2007-11-21 15:41:00
A aprovação na Câmara Federal da MP (Medida Provisória) 388/07, que disciplina o funcionamento da atividade comercial aos domingos e feriados vai obrigar os supermercados de Campo Grande a conceder uma folga aos seus 10 mil empregados a cada três domingos trabalhados, como afirmou nesta manhã de quarta-feira (dia 21) o presidente do Sindicato dos Comerciários de Campo Grande, Ildemar da Mota Lima.
O presidente da Associação dos Supermercados de Mato Grosso do Sul, Adeilton Feliciano do Prado, que esteve em Brasília acompanhando a votação, afirmou ao Midiamax que a Lei será cumprida. "Foi oficializado um acordo tri-partite pelas entidades e agora que virou Lei todos terão que acatá-la, inclusive os supermercados", declarou.

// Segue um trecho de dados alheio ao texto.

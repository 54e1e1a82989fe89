//! Prometheus metrics for the API server.

use axum::body::Body;
use axum::http::{Request, Response};
use axum::middleware::Next;
use metrics::{counter, gauge, histogram};
use metrics_exporter_prometheus::{PrometheusBuilder, PrometheusHandle};
use std::time::Instant;

/// Initialize the Prometheus metrics recorder.
/// Returns a handle that can be used to render metrics.
pub fn init_metrics() -> PrometheusHandle {
    PrometheusBuilder::new()
        .install_recorder()
        .expect("Failed to install Prometheus recorder")
}

/// Metric names as constants for consistency.
pub mod names {
    // HTTP metrics
    pub const HTTP_REQUESTS_TOTAL: &str = "reel_http_requests_total";
    pub const HTTP_REQUEST_DURATION_SECONDS: &str = "reel_http_request_duration_seconds";
    pub const HTTP_REQUESTS_IN_FLIGHT: &str = "reel_http_requests_in_flight";

    // Webhook metrics
    pub const WEBHOOKS_RECEIVED_TOTAL: &str = "reel_webhooks_received_total";
}

/// Record an HTTP request.
pub fn record_http_request(method: &str, path: &str, status: u16, duration_secs: f64) {
    let labels = [
        ("method", method.to_string()),
        ("path", sanitize_path(path)),
        ("status", status.to_string()),
    ];

    counter!(names::HTTP_REQUESTS_TOTAL, &labels).increment(1);
    histogram!(names::HTTP_REQUEST_DURATION_SECONDS, &labels).record(duration_secs);
}

/// Record a webhook delivery.
pub fn record_webhook(result: &str) {
    let labels = [("result", result.to_string())];
    counter!(names::WEBHOOKS_RECEIVED_TOTAL, &labels).increment(1);
}

/// Sanitize path for metrics labels (remove IDs, etc.).
fn sanitize_path(path: &str) -> String {
    let path = regex_lite::Regex::new(
        r"[0-9a-f]{8}-[0-9a-f]{4}-[0-9a-f]{4}-[0-9a-f]{4}-[0-9a-f]{12}",
    )
    .unwrap()
    .replace_all(path, ":id");
    let path = regex_lite::Regex::new(r"/projects/[a-zA-Z0-9_-]+")
        .unwrap()
        .replace_all(&path, "/projects/:id");
    path.to_string()
}

/// Metrics middleware for HTTP requests.
pub async fn metrics_middleware(request: Request<Body>, next: Next) -> Response<Body> {
    let method = request.method().to_string();
    let path = request.uri().path().to_string();
    let start = Instant::now();

    gauge!(names::HTTP_REQUESTS_IN_FLIGHT).increment(1.0);

    let response = next.run(request).await;

    gauge!(names::HTTP_REQUESTS_IN_FLIGHT).decrement(1.0);

    let status = response.status().as_u16();
    let duration = start.elapsed().as_secs_f64();

    record_http_request(&method, &path, status, duration);

    response
}
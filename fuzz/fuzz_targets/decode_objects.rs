#![no_main]

use libfuzzer_sys::fuzz_target;
use rpki_spl::{SignedPrefixList, Spl, SplConfig};

fuzz_target!(|data: &[u8]| {
    let (which, mut data) = match data.split_first() {
        Some((first, data)) => (*first, data),
        None => return,
    };

    let strict = SplConfig::default();
    let lax = SplConfig { strict: false, .. Default::default() };
    match which % 3 {
        0 => { let _ = SignedPrefixList::decode(data, &strict); },
        1 => { let _ = SignedPrefixList::decode(data, &lax); },
        2 => {
            if let Ok(spl) = Spl::decode(&mut data) {
                assert_eq!(Spl::decode(&mut spl.to_bytes()), Ok(spl));
            }
        },
        _ => panic!("what?"),
    }
});
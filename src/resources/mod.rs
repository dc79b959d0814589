//! AS numbers, addresses and prefixes.
//!
//! The types in this module are the primitives everything else in the crate
//! is built from. In particular, [`SplPrefix`] carries the single ordering
//! that is used for checking the sorting of prefixes in a Signed Prefix List
//! and for merging prefixes into a VSP.

pub use self::addr::{
    Addr, AddressFamily, FromStrError, IpRange, Prefix, SplPrefix
};
pub use self::asn::{AsBlock, Asn, ParseAsnError};

mod addr;
mod asn;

Em Brasília, onde também acompanhou a votação da MP ontem à noite, Ildemar a criticou a interferência do Ministério do Trabalho e do governo do presidente Luís Inácio da Silva. “Houve ingerência e prevaleceu a força do poder econômico para que não fossem aprovadas as alterações feitas pelo Senado”, disse o dirigente sindical, ressaltando que a partir de agora os cerca de 40 mil comerciários de Campo Grande, ganharão um domingo a mais de folga.
Todavia, o presidente do Sindicato dos Comerciários de Campo Grande previa mais polêmica pela frente. “Os proprietários de supermercados entendem que o caso deles é à parte. A MP determina que os benefícios atingem toda a categoria dos comerciários”, lembra o dirigente. Adeílton do Prato contesta e diz que não há motivos para polêmica. "Eles tentaram mudar o acordo anterior, formulando novas propostas no Senado e tentaram fazer algumas alterações. Nós mostramos aos deputados que isso não seria correto. Portanto, prevaleceu o acordo firmado anteriormente e não temos motivos para criar polêmica", disse. Os senadores decidiram que o trabalho do comércio aos domingos deveria ser regulamentado por convenções coletivas de trabalho.

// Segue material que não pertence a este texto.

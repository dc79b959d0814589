//! Statistics collected while merging.
//!
//! Merging an SPL into a [`VspTree`][crate::vsp::VspTree] reports what
//! happened to a [`StatsSink`]. Recording is fire and forget. The sink for
//! `()` drops everything, [`RepoStats`] counts per repository and trust
//! anchor.

use std::collections::HashMap;
use std::fmt;
use crate::tal::TalId;


//------------ RepoId --------------------------------------------------------

/// The identifier of the repository an object was fetched from.
#[derive(Clone, Copy, Debug, Eq, Hash, Ord, PartialEq, PartialOrd)]
#[cfg_attr(feature = "serde", derive(serde::Deserialize, serde::Serialize))]
pub struct RepoId(u32);

impl RepoId {
    pub const fn from_u32(id: u32) -> Self {
        RepoId(id)
    }

    pub fn into_u32(self) -> u32 {
        self.0
    }
}

impl From<u32> for RepoId {
    fn from(id: u32) -> Self {
        RepoId(id)
    }
}

impl fmt::Display for RepoId {
    fn fmt(&self, f: &mut fmt::Formatter) -> fmt::Result {
        write!(f, "repo#{}", self.0)
    }
}


//------------ ObjectType ----------------------------------------------------

/// The kind of object a statistic is about.
#[derive(Clone, Copy, Debug, Eq, Hash, PartialEq)]
pub enum ObjectType {
    Spl,
}


//------------ StatType ------------------------------------------------------

/// What happened to an object.
#[derive(Clone, Copy, Debug, Eq, Hash, PartialEq)]
pub enum StatType {
    /// An AS is now attributed to the repository and trust anchor.
    Unique,

    /// An AS is no longer attributed to the repository and trust anchor.
    DecUnique,

    /// An object was merged.
    Total,
}


//------------ StatsSink -----------------------------------------------------

/// A type receiving statistics.
pub trait StatsSink {
    fn record(
        &mut self,
        repo: Option<RepoId>,
        talid: TalId,
        kind: ObjectType,
        stat: StatType,
    );
}

impl StatsSink for () {
    fn record(
        &mut self, _: Option<RepoId>, _: TalId, _: ObjectType, _: StatType
    ) { }
}

impl<'a, T: StatsSink + ?Sized> StatsSink for &'a mut T {
    fn record(
        &mut self,
        repo: Option<RepoId>,
        talid: TalId,
        kind: ObjectType,
        stat: StatType,
    ) {
        (**self).record(repo, talid, kind, stat)
    }
}


//------------ RepoStats -----------------------------------------------------

/// In-memory SPL counters per repository and trust anchor.
#[derive(Clone, Debug, Default)]
pub struct RepoStats {
    counters: HashMap<(Option<RepoId>, TalId), SplCounters>,
}

impl RepoStats {
    pub fn new() -> Self {
        Default::default()
    }

    /// Returns the counters for a repository and trust anchor.
    ///
    /// Pairs nothing was recorded for have all counters at zero.
    pub fn get(&self, repo: Option<RepoId>, talid: TalId) -> SplCounters {
        self.counters.get(&(repo, talid)).copied().unwrap_or_default()
    }

    /// Returns an iterator over all pairs with counters.
    pub fn iter(
        &self
    ) -> impl Iterator<Item = (Option<RepoId>, TalId, SplCounters)> + '_ {
        self.counters.iter().map(|(&(repo, talid), &counters)| {
            (repo, talid, counters)
        })
    }

    /// Returns the counters summed over all pairs.
    pub fn sum(&self) -> SplCounters {
        self.counters.values().fold(SplCounters::default(), |acc, item| {
            SplCounters {
                total: acc.total + item.total,
                unique: acc.unique + item.unique,
            }
        })
    }
}

impl StatsSink for RepoStats {
    fn record(
        &mut self,
        repo: Option<RepoId>,
        talid: TalId,
        _kind: ObjectType,
        stat: StatType,
    ) {
        let counters = self.counters.entry((repo, talid)).or_default();
        match stat {
            StatType::Unique => counters.unique += 1,
            StatType::DecUnique => {
                counters.unique = counters.unique.saturating_sub(1)
            }
            StatType::Total => counters.total += 1,
        }
    }
}


//------------ SplCounters ---------------------------------------------------

/// The SPL counters for one repository and trust anchor.
#[derive(Clone, Copy, Debug, Default, Eq, PartialEq)]
pub struct SplCounters {
    /// The number of SPLs merged.
    pub total: u64,

    /// The number of AS numbers currently attributed.
    pub unique: u64,
}


//============ Tests =========================================================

Tal item foi rejeitado pelos deputados na votação, fazendo com que prevalecesse a redação originária da Câmara. Ildemar da Mota Lima explica que hoje, a exigência de deliberação em convenções é aplicada apenas para trabalho aos feriados. O texto original aprovado na Câmara antes de seguir ao Senado determina que, a cada três domingos de trabalho, os empregados têm direito a pelo menos uma folga. Atualmente a folga é concedida a cada quatro domingos trabalhados.